One problem though is that clownfish are usually the first fish to go into a new saltwater aquarium. This isn’t ideal since clownfish are usually the most aggressive fish that will be in these tanks which means they really should go in last. Putting fish in from least aggressive to most aggressive is the best way to allow the less aggressive fish to settle in, start eating, and be truly comfortable before adding the more aggressive fish. This avoids the more aggressive fish from being outright aggressive with the new additions or simply intimidating less aggressive fish with just their presence even if they aren’t directly aggressive.

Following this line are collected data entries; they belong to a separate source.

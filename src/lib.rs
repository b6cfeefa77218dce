//! # poi-nav
//!
//! Builds a navigable outline ("points of interest") of a chat transcript rendered
//! by a third-party page and keeps it synchronized with the page's live DOM:
//! extraction, outline building, annotation merge and persistence, visibility
//! tracking, and debounced rebuilds that preserve the reader's scroll position.
//!
//! The engine runs against any [`poi_dom::DomDocument`]; hosts supply storage, a
//! scheduler and observers through the seams in [`poi_traits`].

pub mod config;
pub mod error;
pub mod navigator;

pub use config::NavConfig;
pub use error::{ConfigError, NavError};
pub use navigator::{
    Direction, Navigator, NavigatorBuilder, RebuildOutcome, RebuildState, ScrollCapture,
    StopButtonSignal, StreamingSignal,
};

pub use poi_dom::{DomDocument, DomNode, MemNode, MemoryDom};
pub use poi_extract::Extractor;
pub use poi_outline::{OutlineBuilder, Poi, PoiKind, PoiSummary, TitleLimits};
pub use poi_store::{Annotate, AnnotationStore, StateSnapshot};
pub use poi_types::{ColorTag, PoiId};

/// Builds the outline of a static page in one pass, without observers or
/// persistence.
pub fn outline_of<D: DomDocument>(document: &D, config: &NavConfig) -> Result<Vec<Poi<D::Node>>, NavError> {
    config.validate()?;
    let extractor = Extractor::new(
        &config.message_selector,
        &config.role_attribute,
        &config.fallback_container_selectors,
    )?;
    let messages = extractor.extract_messages(document);
    Ok(OutlineBuilder::new(config.title_limits())?.build(&messages))
}
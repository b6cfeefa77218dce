//! A CSS selector subset: type, class, attribute and `:first-child` selectors,
//! combined with descendant (` `) and child (`>`) combinators, in comma lists.
//!
//! That covers every selector the extractor and the known scroll-container
//! fallbacks use (`[data-message-author-role]`, `thead tr, tr`,
//! `div > div:first-child`, `[class*=overflow-y-auto]`, ...).

mod parser;

use crate::node::DomNode;
pub use parser::parse_selector;

#[derive(Debug, Clone, PartialEq, Eq)]
pub enum AttrOp {
    /// `[attr]`
    Exists,
    /// `[attr=value]`
    Equals(String),
    /// `[attr*=value]`
    Contains(String),
    /// `[attr^=value]`
    Prefix(String),
    /// `[attr~=value]`
    Word(String),
}

#[derive(Debug, Clone, PartialEq, Eq)]
pub enum SimpleSelector {
    Type(String),
    Universal,
    Class(String),
    Attribute { name: String, op: AttrOp },
    FirstChild,
}

/// A sequence of simple selectors that must all match the same element.
#[derive(Debug, Clone, PartialEq, Eq, Default)]
pub struct Compound {
    pub parts: Vec<SimpleSelector>,
}

#[derive(Debug, Clone, Copy, PartialEq, Eq)]
pub enum Combinator {
    Descendant,
    Child,
}

/// `compound (combinator compound)*`, stored left to right.
#[derive(Debug, Clone, PartialEq, Eq)]
pub struct ComplexSelector {
    pub head: Compound,
    pub tail: Vec<(Combinator, Compound)>,
}

/// A comma-separated selector list, as accepted by `querySelectorAll`.
#[derive(Debug, Clone, PartialEq, Eq)]
pub struct SelectorList {
    source: String,
    selectors: Vec<ComplexSelector>,
}

impl SelectorList {
    pub(crate) fn new(source: &str, selectors: Vec<ComplexSelector>) -> Self {
        Self {
            source: source.trim().to_string(),
            selectors,
        }
    }

    /// The selector text, normalized by trimming. Hosts with a native selector
    /// engine can pass it straight to `querySelectorAll`.
    pub fn source(&self) -> &str {
        &self.source
    }

    pub fn selectors(&self) -> &[ComplexSelector] {
        &self.selectors
    }

    pub fn matches<N: DomNode>(&self, node: &N) -> bool {
        self.selectors.iter().any(|s| s.matches(node))
    }
}

impl ComplexSelector {
    pub fn matches<N: DomNode>(&self, node: &N) -> bool {
        // Right-to-left: the subject compound comes first.
        let mut steps: Vec<(&Compound, Option<Combinator>)> = Vec::with_capacity(self.tail.len() + 1);
        for (combinator, compound) in self.tail.iter().rev() {
            steps.push((compound, Some(*combinator)));
        }
        steps.push((&self.head, None));
        match_steps(node, &steps)
    }
}

/// `steps[0]` is matched against `node`; its combinator says how to reach the
/// element that must match `steps[1]`.
fn match_steps<N: DomNode>(node: &N, steps: &[(&Compound, Option<Combinator>)]) -> bool {
    let Some(((compound, combinator), rest)) = steps.split_first() else {
        return true;
    };
    if !compound.matches(node) {
        return false;
    }
    match combinator {
        None => true,
        Some(Combinator::Child) => node.parent().is_some_and(|p| match_steps(&p, rest)),
        Some(Combinator::Descendant) => {
            let mut current = node.parent();
            while let Some(ancestor) = current {
                if match_steps(&ancestor, rest) {
                    return true;
                }
                current = ancestor.parent();
            }
            false
        }
    }
}

impl Compound {
    pub fn matches<N: DomNode>(&self, node: &N) -> bool {
        self.parts.iter().all(|part| part.matches(node))
    }
}

impl SimpleSelector {
    pub fn matches<N: DomNode>(&self, node: &N) -> bool {
        match self {
            SimpleSelector::Universal => true,
            SimpleSelector::Type(name) => node.tag_name().eq_ignore_ascii_case(name),
            SimpleSelector::Class(class) => node.has_class(class),
            SimpleSelector::Attribute { name, op } => {
                let Some(value) = node.attribute(name) else {
                    return false;
                };
                match op {
                    AttrOp::Exists => true,
                    AttrOp::Equals(expected) => &value == expected,
                    AttrOp::Contains(needle) => !needle.is_empty() && value.contains(needle.as_str()),
                    AttrOp::Prefix(prefix) => !prefix.is_empty() && value.starts_with(prefix.as_str()),
                    AttrOp::Word(word) => value.split_whitespace().any(|w| w == word),
                }
            }
            SimpleSelector::FirstChild => match node.parent() {
                Some(parent) => parent.children().first() == Some(node),
                None => true,
            },
        }
    }
}
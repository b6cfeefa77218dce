// src/navigator/builder.rs
use super::{Inner, Navigator, Phase, Runtime, StreamingSignal};
use crate::config::NavConfig;
use crate::error::NavError;
use poi_dom::DomDocument;
use poi_extract::Extractor;
use poi_observe::Debouncer;
use poi_outline::OutlineBuilder;
use poi_store::{AnnotationRepository, AnnotationStore};
use poi_traits::{InMemoryStorage, KeyValueStorage, ObserverHost, Scheduler};
use std::cell::RefCell;
use std::rc::Rc;

/// A builder for creating a `Navigator`.
///
/// A scheduler and an observer host are required; storage defaults to an
/// in-memory map, so annotations last only as long as the navigator.
pub struct NavigatorBuilder<D: DomDocument> {
    document: D,
    config: NavConfig,
    storage: Option<Rc<dyn KeyValueStorage>>,
    scheduler: Option<Rc<dyn Scheduler>>,
    observers: Option<Rc<dyn ObserverHost<D::Node>>>,
    streaming: Option<Box<dyn StreamingSignal>>,
    ignore_within: Option<D::Node>,
}

impl<D: DomDocument + Clone + 'static> NavigatorBuilder<D> {
    pub fn new(document: D) -> Self {
        Self {
            document,
            config: NavConfig::default(),
            storage: None,
            scheduler: None,
            observers: None,
            streaming: None,
            ignore_within: None,
        }
    }

    pub fn with_config(mut self, config: NavConfig) -> Self {
        self.config = config;
        self
    }

    /// Configures the navigator from a (possibly partial) JSON document.
    pub fn with_config_json(mut self, json: &str) -> Result<Self, NavError> {
        self.config = NavConfig::from_json(json)?;
        Ok(self)
    }

    /// Where marks, color tags and panel flags are persisted.
    pub fn with_storage(mut self, storage: Rc<dyn KeyValueStorage>) -> Self {
        self.storage = Some(storage);
        self
    }

    pub fn with_scheduler(mut self, scheduler: Rc<dyn Scheduler>) -> Self {
        self.scheduler = Some(scheduler);
        self
    }

    pub fn with_observers(mut self, observers: Rc<dyn ObserverHost<D::Node>>) -> Self {
        self.observers = Some(observers);
        self
    }

    /// Enables the streaming-aware debounce (with `streamingDebounceMs` set).
    pub fn with_streaming_signal(mut self, signal: impl StreamingSignal + 'static) -> Self {
        self.streaming = Some(Box::new(signal));
        self
    }

    /// Node churn inside `node` (the overlay's own panel) never triggers a rebuild.
    pub fn with_ignored_subtree(mut self, node: D::Node) -> Self {
        self.ignore_within = Some(node);
        self
    }

    /// Validates the configuration, compiles the selectors, loads the persisted
    /// panel flags and creates the `Navigator`. Nothing is observed until
    /// [`Navigator::start`].
    pub fn build(self) -> Result<Navigator<D>, NavError> {
        self.config.validate()?;

        let scheduler = self.scheduler.ok_or_else(|| {
            NavError::Builder("No scheduler has been configured. Use `with_scheduler`.".to_string())
        })?;
        let observers = self.observers.ok_or_else(|| {
            NavError::Builder("No observer host has been configured. Use `with_observers`.".to_string())
        })?;
        let storage = self.storage.unwrap_or_else(|| {
            log::debug!("no storage configured, annotations stay in memory");
            Rc::new(InMemoryStorage::new())
        });

        let extractor = Extractor::new(
            &self.config.message_selector,
            &self.config.role_attribute,
            &self.config.fallback_container_selectors,
        )?;
        let outline = OutlineBuilder::new(self.config.title_limits())?;

        let repository = AnnotationRepository::new(storage, self.config.storage_namespace.clone());
        let location_source = self.document.clone();
        let store = Rc::new(AnnotationStore::new(repository, move || location_source.location()));
        let debouncer = Debouncer::new(scheduler.clone());

        let document = self.document;
        let config = self.config;
        let streaming = self.streaming;
        let ignore_within = self.ignore_within;
        let inner = Rc::new_cyclic(|weak| Inner {
            document,
            config,
            extractor,
            outline,
            store,
            scheduler,
            observers,
            streaming,
            ignore_within,
            debouncer,
            runtime: RefCell::new(Runtime {
                phase: Phase::Created,
                scroll_container: None,
                visibility: None,
                resize: None,
                mutation: None,
                correction: None,
                passes: 0,
            }),
            weak: weak.clone(),
        });

        Ok(Navigator { inner })
    }
}
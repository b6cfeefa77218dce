//! Newtype wrapper for outline entry identifiers.
//!
//! POI ids are derived from document ordinals (`msg_3_response_h2_1`), so they are
//! cheap to recompute but only stable while the host page keeps its structure.

use serde::{Deserialize, Serialize};
use std::borrow::Borrow;
use std::fmt;
use std::sync::Arc;

/// The identifier of one outline entry.
#[derive(Debug, Clone, Eq, PartialEq, Hash, PartialOrd, Ord, Serialize, Deserialize)]
#[serde(transparent)]
pub struct PoiId(Arc<str>);

impl PoiId {
    /// Creates a new PoiId from a string
    pub fn new(id: impl Into<Arc<str>>) -> Self {
        Self(id.into())
    }

    /// Returns the string representation of this id
    pub fn as_str(&self) -> &str {
        &self.0
    }

    /// The id of a message-level entry: `msg_<1-based index>_<prompt|response>`.
    pub fn for_message(index: usize, is_prompt: bool) -> Self {
        let suffix = if is_prompt { "prompt" } else { "response" };
        Self::new(format!("msg_{}_{}", index + 1, suffix))
    }

    /// The id of a sub-entry owned by this message entry, e.g. `<self>_code_2`.
    pub fn child(&self, segment: &str, ordinal: usize) -> Self {
        Self::new(format!("{}_{}_{}", self.0, segment, ordinal))
    }
}

impl From<String> for PoiId {
    fn from(s: String) -> Self {
        Self(s.into())
    }
}

impl From<&str> for PoiId {
    fn from(s: &str) -> Self {
        Self(s.into())
    }
}

impl AsRef<str> for PoiId {
    fn as_ref(&self) -> &str {
        &self.0
    }
}

impl Borrow<str> for PoiId {
    fn borrow(&self) -> &str {
        &self.0
    }
}

impl fmt::Display for PoiId {
    fn fmt(&self, f: &mut fmt::Formatter<'_>) -> fmt::Result {
        write!(f, "{}", self.0)
    }
}

#[cfg(test)]
mod tests {
    use super::*;

    #[test]
    fn message_ids_are_one_based() {
        assert_eq!(PoiId::for_message(0, true).as_str(), "msg_1_prompt");
        assert_eq!(PoiId::for_message(3, false).as_str(), "msg_4_response");
    }

    #[test]
    fn child_ids_extend_the_parent() {
        let parent = PoiId::for_message(1, false);
        assert_eq!(parent.child("h2", 3).as_str(), "msg_2_response_h2_3");
        assert_eq!(parent.child("table", 1).as_str(), "msg_2_response_table_1");
    }

    #[test]
    fn serializes_as_plain_string() {
        let id = PoiId::from("msg_1_prompt");
        assert_eq!(serde_json::to_string(&id).unwrap(), "\"msg_1_prompt\"");
    }

    #[test]
    fn deserializes_from_plain_string() {
        let id: PoiId = serde_json::from_str("\"msg_2_response_code_1\"").unwrap();
        assert_eq!(id, PoiId::from("msg_2_response_code_1"));
    }
}
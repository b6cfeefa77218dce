//! Error handling for WASM bindings.
//!
//! Converts the engine's error types into JavaScript `Error` objects carrying a
//! `code` property.

use poi_dom::DomError;
use poi_nav::{ConfigError, NavError};
use poi_traits::StorageError;
use poi_types::UnknownColorTag;
use thiserror::Error;
use wasm_bindgen::JsCast;
use wasm_bindgen::prelude::*;

/// Error codes for TypeScript consumption.
#[wasm_bindgen]
#[derive(Debug, Clone, Copy, PartialEq, Eq)]
pub enum ErrorCode {
    /// Invalid configuration object
    Config,
    /// The page's DOM could not be read or observed
    Dom,
    /// `localStorage` failure
    Storage,
    /// Another navigator already runs in this page
    AlreadyBooted,
    /// Bad argument from the caller (unknown color tag, ...)
    InvalidArgument,
    /// Browser API missing or failing
    Host,
}

impl ErrorCode {
    fn as_js_code(&self) -> &'static str {
        match self {
            ErrorCode::Config => "CONFIG_ERROR",
            ErrorCode::Dom => "DOM_ERROR",
            ErrorCode::Storage => "STORAGE_ERROR",
            ErrorCode::AlreadyBooted => "ALREADY_BOOTED",
            ErrorCode::InvalidArgument => "INVALID_ARGUMENT",
            ErrorCode::Host => "HOST_ERROR",
        }
    }
}

/// A JavaScript-friendly error type.
///
/// Not a `wasm_bindgen` struct: it converts into a plain JS `Error` instead.
#[derive(Error, Debug)]
#[error("{message}")]
pub struct WasmError {
    code: ErrorCode,
    message: String,
}

impl WasmError {
    pub fn new(code: ErrorCode, message: impl Into<String>) -> Self {
        Self {
            code,
            message: message.into(),
        }
    }

    pub fn host(message: impl Into<String>) -> Self {
        Self::new(ErrorCode::Host, message)
    }

    pub fn code(&self) -> ErrorCode {
        self.code
    }

    pub fn message(&self) -> &str {
        &self.message
    }
}

impl From<NavError> for WasmError {
    fn from(err: NavError) -> Self {
        let code = match &err {
            NavError::Dom(_) => ErrorCode::Dom,
            NavError::Storage(_) => ErrorCode::Storage,
            NavError::Config(_) | NavError::Builder(_) => ErrorCode::Config,
            NavError::AlreadyStarted => ErrorCode::AlreadyBooted,
            NavError::Io(_) => ErrorCode::Host,
        };
        Self::new(code, err.to_string())
    }
}

impl From<DomError> for WasmError {
    fn from(err: DomError) -> Self {
        Self::new(ErrorCode::Dom, err.to_string())
    }
}

impl From<StorageError> for WasmError {
    fn from(err: StorageError) -> Self {
        Self::new(ErrorCode::Storage, err.to_string())
    }
}

impl From<ConfigError> for WasmError {
    fn from(err: ConfigError) -> Self {
        Self::new(ErrorCode::Config, err.to_string())
    }
}

impl From<UnknownColorTag> for WasmError {
    fn from(err: UnknownColorTag) -> Self {
        Self::new(ErrorCode::InvalidArgument, err.to_string())
    }
}

impl From<serde_wasm_bindgen::Error> for WasmError {
    fn from(err: serde_wasm_bindgen::Error) -> Self {
        Self::new(ErrorCode::Config, err.to_string())
    }
}

impl From<WasmError> for JsValue {
    fn from(err: WasmError) -> Self {
        let js_error = js_sys::Error::new(&err.message);
        js_sys::Reflect::set(
            &js_error,
            &"code".into(),
            &JsValue::from_str(err.code.as_js_code()),
        )
        .ok();
        js_error.into()
    }
}

/// Best-effort message of a thrown JS value.
pub(crate) fn js_message(value: &JsValue) -> String {
    if let Some(error) = value.dyn_ref::<js_sys::Error>() {
        return String::from(error.message());
    }
    value.as_string().unwrap_or_else(|| format!("{:?}", value))
}

/// Maps a thrown JS value to a [`DomError::Host`].
pub(crate) fn host_error(value: JsValue) -> DomError {
    DomError::Host(js_message(&value))
}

Clownfish can change gender. They start as immature males, then convert to mature male, then convert to female. In nature, a single anemone may be home to many clownfish, each with about a 20% size difference from one individual to the next. The largest is always female, the second largest is the mature male, and the rest are immature. If any individual dies, all the fish below that one simply move up one rung on the ladder. It usually takes them about one month to make the change. They cannot go back down though. So a small female in the presence of a larger female cannot go back to being male. This is why it’s important to be careful about creating a pair at home. If you have a female and you go to the store and find a great clown that is half the size of your female, if the one in the store has been alone for at least two months, it’s a female. If it was already a mature male and has been alone in the shop for a month, it’s now a female. If you take her home to your female, they will not get along at all even though they are so different in size and it won’t get better since she can’t change back.
I usually recommend sticking to just a single pair of clownfish. They are territorial and aggressive, so it’s too risky to try to keep multiple pairs together, even in a larger tank. If you want to keep a group together, I highly recommend you get them all at the same time from the same tank at the store so you know you don’t have multiple females or males. You may have to special order them, especially if you want multiple varieties to be part of your group, but it can be worth it.
Feeding clownfish is easy. Since effectively all are captive-bred, they are all used to captive foods, usually pellets. It still doesn’t hurt to see them eat in the store since it’s still such a good sign that they are settled in and happy. For more information on feeding, please read the Feeding Saltwater Fish article.
Some clowns just don’t take to anemones quickly. When I got my first pair in my most recent 75, I poured them in directly toward the anemone and they dove straight in. Other people aren’t so fortunate. Sometimes it just takes a little time, but some people have resorted to things such as playing YouTube videos of clownfish in anemones to show the clownfish what’s supposed to come naturally to them.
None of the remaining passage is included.